平凡な女子高生から突如人類の存亡を鍵を握る地位に就いてしまったすばる。同じく徴兵された長女・ゆうづつ、自ら自衛官に志願した次女・なつひと共に、準備も整わないまま迎撃戦の日を迎えるのだが―
感想
森岡先生の短編を読んだ方にはお馴染みの、ものすごく(いい意味で)予測のつかない物語が展開されます。て
個人的に好きなキャラは、迎撃計画を含めた全体計画の立案者の一人・中島ですね。最初に読んだ時は、いかにも官僚…というか法律家っぽいキャラで、すごく感情移入しながら読めたのですが、再度読み直すと、彼の内心いかばかりか…とぐっとくるものがありました。嫌味っぽい台詞が全部嫌味じゃなかったというある意味こちらもどんでん返しでしたね。

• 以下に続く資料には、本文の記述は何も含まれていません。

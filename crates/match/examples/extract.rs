//! Extract matching subtrees from a small event stream and print them.
//!
//! ```sh
//! cargo run --example treestream_extract
//! ```

use treestream_match::simple::{SimpleToken, close, open, text};
use treestream_match::{Axis, Matcher, NodeTest, PathQuery, Predicate, Step};

fn main() -> Result<(), Box<dyn std::error::Error>> {
    // //entry[@kind='note']
    let query = PathQuery::default().step(Step::single(
        Axis::Descendant,
        NodeTest::named("entry"),
        Predicate::eq("kind", "note"),
    ));
    let matcher = Matcher::compile(&query)?;

    let tokens = vec![
        open("journal"),
        open("entry").attr("kind", "note"),
        text("remember the milk"),
        close(),
        open("entry").attr("kind", "task"),
        text("ship the release"),
        close(),
        open("archive"),
        open("entry").attr("kind", "note"),
        text("old idea"),
        close(),
        close(),
        close(),
    ];

    for matched in matcher.scan(tokens) {
        let subtree = matched?;
        println!("match #{}:", subtree.ordinal());
        for token in subtree {
            match token {
                SimpleToken::Open { name, .. } => println!("  open  <{}>", name.local),
                SimpleToken::Close => println!("  close"),
                SimpleToken::Text(value) => println!("  text  {value:?}"),
            }
        }
    }
    Ok(())
}
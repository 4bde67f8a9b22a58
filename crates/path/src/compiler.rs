//! Query-to-automaton compilation.
//!
//! Two phases:
//!
//! 1. **NFA construction.** A frontier of active states starts at `{0}`.
//!    Every step alternative compiles `nodeTest ∧ predicate` into one
//!    [`Guard`] and adds a guarded edge from each frontier state to a fresh
//!    state. Descendant-axis alternatives additionally put an always-true
//!    self-loop on each frontier state, modeling "zero or more intermediate
//!    levels". The frontier after the last step is the accepting set.
//!
//! 2. **Determinization.** Subset construction generalized to a predicate
//!    alphabet: per state the distinct outgoing guards are partitioned into
//!    mutually exclusive regions, one per non-empty guard subset, by
//!    conjoining the subset with the negations of the rest. Constant folding
//!    in [`Guard`] discards unsatisfiable regions and keeps the state count
//!    small. The region where every guard is false carries no transition —
//!    that is the mismatch case.

use std::collections::{HashMap, VecDeque};

use itertools::Itertools;
use smallvec::{SmallVec, smallvec};

use crate::automaton::{Automaton, StateId};
use crate::error::CompileError;
use crate::guard::Guard;
use crate::ir::{Axis, NodeTest, PathQuery, Predicate};

/// Compile a path query into a deterministic automaton. Total for
/// structurally valid input; fails fast on empty queries or steps without
/// returning a partial automaton.
pub fn compile(query: &PathQuery) -> Result<Automaton, CompileError> {
    if query.steps.is_empty() {
        return Err(CompileError::EmptyQuery);
    }

    // Phase 1: NFA over the frontier.
    let mut nfa: Vec<Vec<(Guard, usize)>> = vec![Vec::new()];
    let mut frontier: SmallVec<[usize; 8]> = smallvec![0];
    for (index, step) in query.steps.iter().enumerate() {
        if step.alternatives.is_empty() {
            return Err(CompileError::EmptyStep(index));
        }
        let mut next: SmallVec<[usize; 8]> = SmallVec::new();
        for alt in &step.alternatives {
            let guard = Guard::and(test_guard(&alt.test), predicate_guard(&alt.predicate));
            let fresh = nfa.len();
            nfa.push(Vec::new());
            if guard != Guard::False {
                for &state in &frontier {
                    nfa[state].push((guard.clone(), fresh));
                }
            }
            if alt.axis == Axis::Descendant {
                for &state in &frontier {
                    let already_looped =
                        nfa[state].iter().any(|(g, t)| *t == state && *g == Guard::True);
                    if !already_looped {
                        nfa[state].push((Guard::True, state));
                    }
                }
            }
            next.push(fresh);
        }
        frontier = next;
    }

    let automaton = determinize(&nfa, &frontier);
    tracing::debug!(
        steps = query.steps.len(),
        nfa_states = nfa.len(),
        dfa_states = automaton.state_count(),
        "path query compiled"
    );
    Ok(automaton)
}

fn test_guard(test: &NodeTest) -> Guard {
    match test {
        NodeTest::AnyNode => Guard::True,
        NodeTest::Name(name) => Guard::NameIs(name.clone()),
    }
}

fn predicate_guard(predicate: &Predicate) -> Guard {
    match predicate {
        Predicate::True => Guard::True,
        Predicate::False => Guard::False,
        Predicate::Exists(attr) => Guard::AttrExists(attr.clone()),
        Predicate::Eq(attr, value) => Guard::AttrEq(attr.clone(), value.clone()),
        // Absent attribute satisfies neither Eq nor Neq.
        Predicate::Neq(attr, value) => Guard::and(
            Guard::AttrExists(attr.clone()),
            Guard::not(Guard::AttrEq(attr.clone(), value.clone())),
        ),
        Predicate::And(a, b) => Guard::and(predicate_guard(a), predicate_guard(b)),
        Predicate::Or(a, b) => Guard::or(predicate_guard(a), predicate_guard(b)),
        Predicate::Not(inner) => Guard::not(predicate_guard(inner)),
    }
}

fn determinize(nfa: &[Vec<(Guard, usize)>], nfa_finals: &[usize]) -> Automaton {
    let mut index: HashMap<Vec<usize>, StateId> = HashMap::new();
    let mut sets: Vec<Vec<usize>> = Vec::new();
    let mut transitions: Vec<Vec<(Guard, StateId)>> = Vec::new();
    let mut worklist: VecDeque<StateId> = VecDeque::new();

    let start = intern(vec![0], &mut index, &mut sets, &mut transitions, &mut worklist);

    while let Some(current) = worklist.pop_front() {
        let members = sets[current].clone();

        // Distinct guards in first-appearance order, each with the NFA
        // targets it can reach from this state set.
        let mut guards: Vec<Guard> = Vec::new();
        let mut targets: Vec<Vec<usize>> = Vec::new();
        for &member in &members {
            for (guard, target) in &nfa[member] {
                if let Some(pos) = guards.iter().position(|g| g == guard) {
                    if !targets[pos].contains(target) {
                        targets[pos].push(*target);
                    }
                } else {
                    guards.push(guard.clone());
                    targets.push(vec![*target]);
                }
            }
        }

        for subset in (0..guards.len()).powerset() {
            if subset.is_empty() {
                continue;
            }
            let mut region = Guard::True;
            for (i, guard) in guards.iter().enumerate() {
                let polarity = if subset.binary_search(&i).is_ok() {
                    guard.clone()
                } else {
                    Guard::not(guard.clone())
                };
                region = Guard::and(region, polarity);
                if region == Guard::False {
                    break;
                }
            }
            if region == Guard::False {
                continue;
            }
            let mut target_set: Vec<usize> =
                subset.iter().flat_map(|&i| targets[i].iter().copied()).collect();
            target_set.sort_unstable();
            target_set.dedup();
            let target_id =
                intern(target_set, &mut index, &mut sets, &mut transitions, &mut worklist);
            transitions[current].push((region, target_id));
        }
    }

    let finals = sets
        .iter()
        .map(|set| set.iter().any(|member| nfa_finals.contains(member)))
        .collect();
    Automaton::new(start, finals, transitions)
}

fn intern(
    set: Vec<usize>,
    index: &mut HashMap<Vec<usize>, StateId>,
    sets: &mut Vec<Vec<usize>>,
    transitions: &mut Vec<Vec<(Guard, StateId)>>,
    worklist: &mut VecDeque<StateId>,
) -> StateId {
    if let Some(&id) = index.get(&set) {
        return id;
    }
    let id = sets.len();
    index.insert(set.clone(), id);
    sets.push(set);
    transitions.push(Vec::new());
    worklist.push_back(id);
    id
}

「もう、いいわ」知事は投げやりに、「異議を唱えてもしょうがないんでしょ」
「いえ。皆さんにはなるべく気持ちよく働いていただきたいのです」
「よくいうわ」知事は信じていないようだった。
「ですから、解決可能なことならば、善処します」
「じゃあ、いわせてもらうけど」彼女はデスクから身を乗り出した。「わたしが少将で、高校生が中将ってどういうことよ!」
「残念、解決不可能でした」中島は肩を竦めた。
※124ページより引用
突如襲来するよく分からない生命体と、突如戦いに巻き込まれた市井の人々という構図は、「突変」にも通じるものがあります。どちらも敵性生命体との意思疎通が不可能なので、人類側で結束して組織を作って対策を考えて人々の思惑をとにかくまとめて―という流れが、近未来でありながらリアルに描かれていました。突変よりも短いですし、コンパクトにまとまって読みやすいので、先生のファンならずともちょっと変わったSFが読みたい方におすすめです。後書きで先生が、「すごく面白い」と自画自賛しておられるのも納得の作品でした。
かつてWeb連載していたときに見逃していたyukkun20にとって、この作品の書籍化は悲願でした。徳間書店さんありがとう!